Google me and you can learn that I do it all on a manual typewriter, something that hasn’t been true since 1985, but which makes such an easy hook for a lazy journalist that I expect to be reading it for the rest of my life.

Journalists are the laziest bastards on the planet. They find a hook, and then stuff everything else through that hook like it was a funnel. A plague on their houses.

Read the whole thing, if you’re a Gibson fan and you’ve never hit up his web site before. It has an archaic, Geocities-ish design that’s almost charming.

1985 is a Thing

Way before I’d ever read 1984, I’d heard of it. I don’t know if I had heard of it during the year 1984, as I turned eight that autumn, but somewhere along the way I heard that particular year spoken of in that way that conveyed symbolic significance. When I did read it,that significance finally took shape.
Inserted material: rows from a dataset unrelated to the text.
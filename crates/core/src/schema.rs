//! Schema inference
//!
//! Scans the raw rows once and derives, per column, either the ordered list of
//! distinct categorical values or the maximum observed continuous value.
//! Descriptors are immutable once built.

use std::collections::HashSet;
use tracing::debug;

use crate::config::{AttributeKind, AttributeTypes};
use crate::dataset::{check_rectangular, RawRecord};
use crate::errors::{PipelineError, Result};

/// Encoding rule for one column
#[derive(Debug, Clone, PartialEq)]
pub enum AttributeDescriptor {
    /// Distinct values in first-seen order
    Categorical { classes: Vec<String> },
    /// Largest value observed in the column
    Continuous { max_magnitude: f64 },
}

impl AttributeDescriptor {
    /// Number of `input` slots this attribute occupies
    pub fn width(&self) -> usize {
        match self {
            AttributeDescriptor::Categorical { classes } => classes.len(),
            AttributeDescriptor::Continuous { .. } => 1,
        }
    }

    /// Class list, if categorical
    pub fn classes(&self) -> Option<&[String]> {
        match self {
            AttributeDescriptor::Categorical { classes } => Some(classes),
            AttributeDescriptor::Continuous { .. } => None,
        }
    }
}

/// Placement of one non-target column inside the encoded feature vector
#[derive(Debug, Clone, Copy, PartialEq, Eq)]
pub struct FeatureSpan {
    pub column: usize,
    pub offset: usize,
    pub width: usize,
}

/// Fixed shape of every encoded `input` vector for a run
#[derive(Debug, Clone, PartialEq, Eq, Default)]
pub struct FeatureLayout {
    pub spans: Vec<FeatureSpan>,
    pub width: usize,
}

impl FeatureLayout {
    /// Lay out every non-target column in column order. The target (last)
    /// descriptor contributes nothing.
    pub fn from_descriptors(descriptors: &[AttributeDescriptor]) -> Self {
        let feature_columns = descriptors.len().saturating_sub(1);
        let mut spans = Vec::with_capacity(feature_columns);
        let mut offset = 0;

        for (column, descriptor) in descriptors.iter().take(feature_columns).enumerate() {
            let width = descriptor.width();
            spans.push(FeatureSpan {
                column,
                offset,
                width,
            });
            offset += width;
        }

        Self {
            spans,
            width: offset,
        }
    }
}

/// Descriptors for every column plus the accumulators derived alongside them
#[derive(Debug, Clone, PartialEq)]
pub struct Schema {
    descriptors: Vec<AttributeDescriptor>,
    max_class_cardinality: usize,
    layout: FeatureLayout,
}

impl Schema {
    /// Build descriptors from `records` according to `types`.
    ///
    /// The result depends only on the rows and their order; calling it twice on
    /// the same data yields equal schemas.
    pub fn infer(records: &[RawRecord], types: &AttributeTypes) -> Result<Self> {
        let column_count = check_rectangular(records)?;
        let kinds = types.resolve(column_count)?;

        let mut descriptors = Vec::with_capacity(column_count);
        let mut max_class_cardinality = 0;

        for (column, kind) in kinds.into_iter().enumerate() {
            let descriptor = match kind {
                AttributeKind::Categorical => {
                    let classes = distinct_values(records, column);
                    max_class_cardinality = max_class_cardinality.max(classes.len());
                    AttributeDescriptor::Categorical { classes }
                }
                AttributeKind::Continuous => AttributeDescriptor::Continuous {
                    max_magnitude: column_maximum(records, column)?,
                },
            };
            debug!(column, ?descriptor, "Inferred attribute");
            descriptors.push(descriptor);
        }

        Ok(Self::from_descriptors(descriptors, max_class_cardinality))
    }

    fn from_descriptors(
        descriptors: Vec<AttributeDescriptor>,
        max_class_cardinality: usize,
    ) -> Self {
        let layout = FeatureLayout::from_descriptors(&descriptors);
        Self {
            descriptors,
            max_class_cardinality,
            layout,
        }
    }

    pub fn descriptors(&self) -> &[AttributeDescriptor] {
        &self.descriptors
    }

    /// Largest class list among categorical columns, target included
    pub fn max_class_cardinality(&self) -> usize {
        self.max_class_cardinality
    }

    pub fn column_count(&self) -> usize {
        self.descriptors.len()
    }

    pub fn target_index(&self) -> usize {
        self.descriptors.len() - 1
    }

    /// Class labels of the target column
    pub fn target_classes(&self) -> &[String] {
        self.descriptors[self.target_index()]
            .classes()
            .unwrap_or_default()
    }

    pub fn layout(&self) -> &FeatureLayout {
        &self.layout
    }

    /// Length of every encoded `input` vector
    pub fn feature_width(&self) -> usize {
        self.layout.width
    }
}

fn distinct_values(records: &[RawRecord], column: usize) -> Vec<String> {
    let mut seen = HashSet::new();
    let mut classes = Vec::new();

    for record in records {
        let value = &record[column];
        if seen.insert(value.as_str()) {
            classes.push(value.clone());
        }
    }

    classes
}

fn column_maximum(records: &[RawRecord], column: usize) -> Result<f64> {
    let mut max = f64::NEG_INFINITY;

    for (row, record) in records.iter().enumerate() {
        let value = parse_continuous(&record[column], row, column)?;
        max = max.max(value);
    }

    Ok(max)
}

/// Parse a continuous cell, rejecting anything that is not a finite number.
pub(crate) fn parse_continuous(raw: &str, row: usize, column: usize) -> Result<f64> {
    match raw.trim().parse::<f64>() {
        Ok(value) if value.is_finite() => Ok(value),
        _ => Err(PipelineError::Parse(format!(
            "row {}, column {}: {:?} is not a finite number",
            row + 1,
            column,
            raw
        ))),
    }
}
//! Error types for the encoding and evaluation pipeline

use thiserror::Error;

/// Errors that can occur while preparing a dataset or scoring a model.
///
/// Every stage of the pipeline surfaces one of these verbatim; nothing is
/// retried or recovered.
#[derive(Error, Debug)]
pub enum PipelineError {
    /// Raw dataset file could not be read
    #[error("I/O error: {0}")]
    Io(#[from] std::io::Error),

    /// Malformed row or non-numeric continuous value
    #[error("Parse error: {0}")]
    Parse(String),

    /// The raw dataset contained no rows
    #[error("Dataset is empty")]
    EmptyDataset,

    /// A continuous attribute whose observed maximum is zero
    #[error("Degenerate scale for continuous column {column}: maximum observed value is 0")]
    DegenerateScale { column: usize },

    /// A value missing from its attribute's class list
    #[error("Unknown category {value:?} in column {column}")]
    UnknownCategory { column: usize, value: String },

    /// An encoded record violated the fixed feature width
    #[error("row {record}: encoded width {got}, expected {expected}")]
    WidthMismatch {
        record: usize,
        got: usize,
        expected: usize,
    },

    /// Accuracy is undefined without test records
    #[error("Test set is empty, accuracy is undefined")]
    EmptyTestSet,

    /// Attribute or run configuration rejected before any work
    #[error("Invalid configuration: {0}")]
    InvalidConfig(String),

    /// Configuration source could not be loaded
    #[error("Configuration error: {0}")]
    Config(#[from] config::ConfigError),

    /// External learner failed to produce a model
    #[error("Training error: {0}")]
    Training(String),

    /// Run report could not be serialized
    #[error("Report error: {0}")]
    Report(String),
}

impl From<csv::Error> for PipelineError {
    fn from(err: csv::Error) -> Self {
        let message = err.to_string();
        match err.into_kind() {
            csv::ErrorKind::Io(io) => PipelineError::Io(io),
            _ => PipelineError::Parse(message),
        }
    }
}

/// Result type for pipeline operations
pub type Result<T> = std::result::Result<T, PipelineError>;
In between the realization that 1984 was a book, and reading that book, I also somehow digested the notion that someone had written a response to it, and that someone was not George Orwell (if I knew who Orwell was at the time, which seems unlikely). I was aware, at some point, that there was also a book called 1985.

Today, in a lonely impulse of delight while pursuing Goodreads, I confirmed that reality.

Anthony Burgess. Of course.

As a sidebar, The International Anthony Burgess Foundation has a nice historical summary of the dystopian genre. I never would have realized that Brave New World was written before 1984.

The term ‘utopia’, literally meaning ‘no place’, was coined by Thomas More in his book of the same title. Utopia (1516) describes a fictional island in the Atlantic ocean and is a satire on the state of England. The English philosopher John Stuart Mill coined ‘Dystopia’, meaning ‘bad place’, in 1868 as he was denouncing the government’s Irish land policy. He was inspired by More’s writing on utopia.

Something fitting about “Utopia” being about England and “Dystopia” being about Ireland. Always thus, I suppose.

In any case, I look forward to reading it.

A Message I Think Many of Us Self-Published Could Use.

At the end of a re-posted Sarah Hoyt Human Wave “manifesto”

You shall not spend your life explaining why your not-boring is better than your fellow writers not-boring.  Instead you will shut up and write.

 preach

There is nothing lamer, sadder, and more pathetic that author-on-author hate. Does anyone imagine that J.K. Rowling gives one tu’penny fark how many people slag Harry Potter? Of course not, which is why I stopped hating on them years ago. I still haven’t read them, because I don’t care, but good for her. Seriously. Another person’s success is not my failure, no matter how mystifying I find things.

I have never published anything that sold in quantities I want. That’s, well, it’s not okay, but whining about it accomplishes what? Grumping about people who didn’t like my work accomplishes what?

Aside from making you an entitled ninny and pseudo-aristocrat, I mean?